=== TRY IT ===
All that should come back is the lines of the data below from the one containing "ERC20 snapshot of" to the one containing "use super::*;", inclusive, exactly as they stand.

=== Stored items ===
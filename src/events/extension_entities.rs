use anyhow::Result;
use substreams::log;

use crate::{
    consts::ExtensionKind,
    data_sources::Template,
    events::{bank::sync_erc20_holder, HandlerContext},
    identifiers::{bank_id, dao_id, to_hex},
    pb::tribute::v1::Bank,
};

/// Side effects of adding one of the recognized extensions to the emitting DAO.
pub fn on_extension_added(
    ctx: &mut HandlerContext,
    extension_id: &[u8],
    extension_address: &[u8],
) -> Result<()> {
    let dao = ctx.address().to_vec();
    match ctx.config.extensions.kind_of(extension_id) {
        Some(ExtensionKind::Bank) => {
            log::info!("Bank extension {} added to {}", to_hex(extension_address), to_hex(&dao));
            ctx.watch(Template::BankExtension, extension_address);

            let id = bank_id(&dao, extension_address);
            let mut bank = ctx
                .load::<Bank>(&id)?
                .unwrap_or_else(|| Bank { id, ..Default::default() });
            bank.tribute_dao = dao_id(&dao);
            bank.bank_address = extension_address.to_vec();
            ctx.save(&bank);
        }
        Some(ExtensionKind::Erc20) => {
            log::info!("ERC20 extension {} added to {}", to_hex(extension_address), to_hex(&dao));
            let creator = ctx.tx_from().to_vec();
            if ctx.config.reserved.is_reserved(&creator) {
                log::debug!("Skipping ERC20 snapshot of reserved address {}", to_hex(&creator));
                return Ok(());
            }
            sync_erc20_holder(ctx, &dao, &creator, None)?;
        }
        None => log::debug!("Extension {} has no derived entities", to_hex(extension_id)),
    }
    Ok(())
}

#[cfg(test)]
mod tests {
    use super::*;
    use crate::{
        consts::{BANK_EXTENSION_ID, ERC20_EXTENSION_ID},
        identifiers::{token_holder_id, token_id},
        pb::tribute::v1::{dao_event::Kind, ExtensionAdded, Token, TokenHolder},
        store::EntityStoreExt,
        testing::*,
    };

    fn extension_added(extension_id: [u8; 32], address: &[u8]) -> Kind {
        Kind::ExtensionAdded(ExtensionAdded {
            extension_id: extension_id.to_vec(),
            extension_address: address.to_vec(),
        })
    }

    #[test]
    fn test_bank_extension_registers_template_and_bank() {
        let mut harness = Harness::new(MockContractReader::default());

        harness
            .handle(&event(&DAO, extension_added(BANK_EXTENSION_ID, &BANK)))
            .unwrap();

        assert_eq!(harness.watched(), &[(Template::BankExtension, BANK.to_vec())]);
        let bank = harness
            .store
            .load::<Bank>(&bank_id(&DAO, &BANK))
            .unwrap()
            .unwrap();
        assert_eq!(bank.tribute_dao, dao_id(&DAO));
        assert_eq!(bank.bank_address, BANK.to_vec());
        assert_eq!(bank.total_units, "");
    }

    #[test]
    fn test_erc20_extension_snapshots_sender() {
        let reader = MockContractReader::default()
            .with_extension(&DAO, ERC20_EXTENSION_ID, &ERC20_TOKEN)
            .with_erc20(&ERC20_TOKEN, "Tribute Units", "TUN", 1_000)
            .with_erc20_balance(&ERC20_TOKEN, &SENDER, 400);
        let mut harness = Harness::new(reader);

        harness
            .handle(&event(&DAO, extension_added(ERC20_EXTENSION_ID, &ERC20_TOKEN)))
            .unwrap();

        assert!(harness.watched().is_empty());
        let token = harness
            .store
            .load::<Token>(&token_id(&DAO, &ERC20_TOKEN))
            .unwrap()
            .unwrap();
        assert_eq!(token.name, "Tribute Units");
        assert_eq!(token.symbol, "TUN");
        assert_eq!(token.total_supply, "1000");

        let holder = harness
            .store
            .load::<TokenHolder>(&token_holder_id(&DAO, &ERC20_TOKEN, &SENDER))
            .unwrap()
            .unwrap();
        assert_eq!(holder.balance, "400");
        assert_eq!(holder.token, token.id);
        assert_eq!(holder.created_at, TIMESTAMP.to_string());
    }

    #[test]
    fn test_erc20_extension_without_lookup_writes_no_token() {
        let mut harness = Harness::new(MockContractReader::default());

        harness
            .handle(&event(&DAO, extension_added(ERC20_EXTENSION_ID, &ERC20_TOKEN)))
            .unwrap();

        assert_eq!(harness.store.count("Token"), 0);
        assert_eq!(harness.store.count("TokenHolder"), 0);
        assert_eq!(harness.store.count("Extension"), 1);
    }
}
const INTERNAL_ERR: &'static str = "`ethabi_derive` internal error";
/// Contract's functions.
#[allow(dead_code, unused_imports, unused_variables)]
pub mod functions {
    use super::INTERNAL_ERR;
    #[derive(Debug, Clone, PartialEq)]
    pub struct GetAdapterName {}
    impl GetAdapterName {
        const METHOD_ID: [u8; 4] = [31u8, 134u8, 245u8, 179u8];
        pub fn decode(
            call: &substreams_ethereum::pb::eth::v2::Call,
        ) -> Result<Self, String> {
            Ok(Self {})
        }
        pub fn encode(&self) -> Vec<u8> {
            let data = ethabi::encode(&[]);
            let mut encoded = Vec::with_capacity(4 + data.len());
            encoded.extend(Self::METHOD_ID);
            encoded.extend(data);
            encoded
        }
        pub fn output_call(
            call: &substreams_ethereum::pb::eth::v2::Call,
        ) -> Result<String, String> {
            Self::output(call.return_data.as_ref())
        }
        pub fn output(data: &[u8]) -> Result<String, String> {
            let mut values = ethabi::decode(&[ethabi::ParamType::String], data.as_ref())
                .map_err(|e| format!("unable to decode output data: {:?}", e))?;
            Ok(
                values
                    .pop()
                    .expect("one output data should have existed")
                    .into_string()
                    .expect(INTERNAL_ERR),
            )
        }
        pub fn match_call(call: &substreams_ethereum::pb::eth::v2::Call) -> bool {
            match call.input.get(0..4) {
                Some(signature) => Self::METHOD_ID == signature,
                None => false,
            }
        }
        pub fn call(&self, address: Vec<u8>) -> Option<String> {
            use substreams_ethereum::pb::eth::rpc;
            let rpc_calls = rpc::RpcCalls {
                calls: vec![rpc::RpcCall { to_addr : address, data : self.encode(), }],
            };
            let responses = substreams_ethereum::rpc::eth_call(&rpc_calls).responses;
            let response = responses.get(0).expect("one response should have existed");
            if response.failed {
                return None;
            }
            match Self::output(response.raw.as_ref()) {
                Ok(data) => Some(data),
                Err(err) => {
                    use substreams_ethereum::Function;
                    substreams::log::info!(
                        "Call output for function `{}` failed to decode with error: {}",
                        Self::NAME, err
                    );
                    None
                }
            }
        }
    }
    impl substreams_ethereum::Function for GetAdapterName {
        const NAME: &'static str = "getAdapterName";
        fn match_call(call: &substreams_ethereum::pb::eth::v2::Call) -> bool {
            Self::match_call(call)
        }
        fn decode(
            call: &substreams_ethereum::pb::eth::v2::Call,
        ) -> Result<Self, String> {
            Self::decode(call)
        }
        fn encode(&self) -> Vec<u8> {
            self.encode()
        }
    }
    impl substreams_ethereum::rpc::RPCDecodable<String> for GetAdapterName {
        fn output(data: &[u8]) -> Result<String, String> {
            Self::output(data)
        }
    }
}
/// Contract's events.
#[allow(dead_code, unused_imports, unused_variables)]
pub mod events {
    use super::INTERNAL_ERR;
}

* * *

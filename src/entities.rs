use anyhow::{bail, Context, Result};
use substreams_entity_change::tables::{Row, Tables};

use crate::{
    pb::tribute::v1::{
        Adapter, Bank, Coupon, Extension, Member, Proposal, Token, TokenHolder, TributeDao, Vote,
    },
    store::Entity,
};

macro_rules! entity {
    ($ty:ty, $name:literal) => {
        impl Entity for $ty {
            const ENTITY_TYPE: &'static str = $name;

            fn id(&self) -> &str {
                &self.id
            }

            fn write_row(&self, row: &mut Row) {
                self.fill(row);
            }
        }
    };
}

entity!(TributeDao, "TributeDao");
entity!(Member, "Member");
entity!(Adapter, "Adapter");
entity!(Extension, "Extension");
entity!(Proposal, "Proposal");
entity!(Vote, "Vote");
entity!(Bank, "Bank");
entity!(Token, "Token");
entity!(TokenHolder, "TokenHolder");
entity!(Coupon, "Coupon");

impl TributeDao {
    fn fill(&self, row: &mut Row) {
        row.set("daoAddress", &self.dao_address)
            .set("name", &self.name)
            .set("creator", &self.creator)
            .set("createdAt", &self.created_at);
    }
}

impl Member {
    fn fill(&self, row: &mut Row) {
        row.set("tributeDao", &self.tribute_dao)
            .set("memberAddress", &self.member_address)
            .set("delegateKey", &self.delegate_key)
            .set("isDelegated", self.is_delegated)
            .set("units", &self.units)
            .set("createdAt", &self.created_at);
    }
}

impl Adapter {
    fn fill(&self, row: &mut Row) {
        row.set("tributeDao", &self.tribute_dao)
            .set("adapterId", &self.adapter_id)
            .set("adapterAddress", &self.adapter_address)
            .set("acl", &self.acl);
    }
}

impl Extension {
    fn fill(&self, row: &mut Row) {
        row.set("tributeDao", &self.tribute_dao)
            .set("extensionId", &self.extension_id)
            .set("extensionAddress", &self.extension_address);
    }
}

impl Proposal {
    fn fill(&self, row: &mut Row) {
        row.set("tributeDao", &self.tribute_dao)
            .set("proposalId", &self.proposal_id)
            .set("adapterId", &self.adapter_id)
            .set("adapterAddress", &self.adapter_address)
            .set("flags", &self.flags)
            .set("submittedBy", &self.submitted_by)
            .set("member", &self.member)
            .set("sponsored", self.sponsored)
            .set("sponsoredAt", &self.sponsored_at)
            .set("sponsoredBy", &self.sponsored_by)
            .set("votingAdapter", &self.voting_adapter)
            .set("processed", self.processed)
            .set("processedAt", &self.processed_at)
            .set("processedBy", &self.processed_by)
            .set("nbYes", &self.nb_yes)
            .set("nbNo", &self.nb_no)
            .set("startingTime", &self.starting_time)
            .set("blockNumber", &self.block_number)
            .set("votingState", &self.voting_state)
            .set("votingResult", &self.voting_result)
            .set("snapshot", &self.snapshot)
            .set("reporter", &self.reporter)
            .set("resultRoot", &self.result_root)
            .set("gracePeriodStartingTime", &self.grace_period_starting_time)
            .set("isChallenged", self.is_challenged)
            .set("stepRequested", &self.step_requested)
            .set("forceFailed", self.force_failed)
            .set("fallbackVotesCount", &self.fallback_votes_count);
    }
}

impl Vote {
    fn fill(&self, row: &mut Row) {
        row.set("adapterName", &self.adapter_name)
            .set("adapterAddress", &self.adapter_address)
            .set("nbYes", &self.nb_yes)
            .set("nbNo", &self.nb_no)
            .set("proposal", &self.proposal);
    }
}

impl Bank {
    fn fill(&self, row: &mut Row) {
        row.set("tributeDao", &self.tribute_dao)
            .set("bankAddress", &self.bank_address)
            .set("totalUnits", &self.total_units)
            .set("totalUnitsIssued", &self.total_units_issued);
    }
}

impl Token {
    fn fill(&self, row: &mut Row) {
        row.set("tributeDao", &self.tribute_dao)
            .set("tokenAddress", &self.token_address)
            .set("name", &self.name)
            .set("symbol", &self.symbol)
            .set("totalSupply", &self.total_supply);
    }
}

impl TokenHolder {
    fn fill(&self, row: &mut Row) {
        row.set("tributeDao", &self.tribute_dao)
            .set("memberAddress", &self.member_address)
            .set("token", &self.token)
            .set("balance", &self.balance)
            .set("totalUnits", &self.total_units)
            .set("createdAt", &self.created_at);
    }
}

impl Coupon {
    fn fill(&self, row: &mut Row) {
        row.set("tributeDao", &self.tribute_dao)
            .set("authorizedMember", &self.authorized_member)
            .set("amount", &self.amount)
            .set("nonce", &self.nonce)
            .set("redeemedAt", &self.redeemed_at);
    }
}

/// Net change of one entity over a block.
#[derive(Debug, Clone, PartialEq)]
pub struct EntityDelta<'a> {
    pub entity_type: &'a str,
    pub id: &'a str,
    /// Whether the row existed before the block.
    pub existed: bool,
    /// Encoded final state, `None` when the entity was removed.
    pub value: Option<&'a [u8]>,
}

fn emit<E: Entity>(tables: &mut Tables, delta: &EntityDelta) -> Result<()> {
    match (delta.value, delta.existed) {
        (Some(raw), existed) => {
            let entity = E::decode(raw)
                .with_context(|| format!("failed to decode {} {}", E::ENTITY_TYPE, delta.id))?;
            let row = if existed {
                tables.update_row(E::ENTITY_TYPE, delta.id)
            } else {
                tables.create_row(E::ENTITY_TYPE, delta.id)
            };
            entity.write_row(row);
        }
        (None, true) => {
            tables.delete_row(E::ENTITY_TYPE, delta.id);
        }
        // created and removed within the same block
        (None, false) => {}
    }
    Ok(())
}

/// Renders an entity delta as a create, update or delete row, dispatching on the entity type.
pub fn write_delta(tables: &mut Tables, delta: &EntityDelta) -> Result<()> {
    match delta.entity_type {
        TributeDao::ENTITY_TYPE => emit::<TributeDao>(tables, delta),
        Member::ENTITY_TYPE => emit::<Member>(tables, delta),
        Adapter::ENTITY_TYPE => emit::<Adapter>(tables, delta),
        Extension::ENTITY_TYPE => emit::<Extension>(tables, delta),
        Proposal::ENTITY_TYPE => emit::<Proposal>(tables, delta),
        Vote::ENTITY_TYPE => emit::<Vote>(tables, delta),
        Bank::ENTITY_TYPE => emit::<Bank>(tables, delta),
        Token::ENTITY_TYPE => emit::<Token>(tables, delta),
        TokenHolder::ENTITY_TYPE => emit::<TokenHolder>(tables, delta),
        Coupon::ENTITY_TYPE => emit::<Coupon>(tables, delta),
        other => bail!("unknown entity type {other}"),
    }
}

=== RESPONSE TO THIS TASK ===
                log::debug!("Skipping ERC20 snapshot of reserved address {}", to_hex(&creator));
                return Ok(());
            }
            sync_erc20_holder(ctx, &dao, &creator, None)?;
        }
        None => log::debug!("Extension {} has no derived entities", to_hex(extension_id)),
    }
    Ok(())
}

#[cfg(test)]
mod tests {
    use super::*;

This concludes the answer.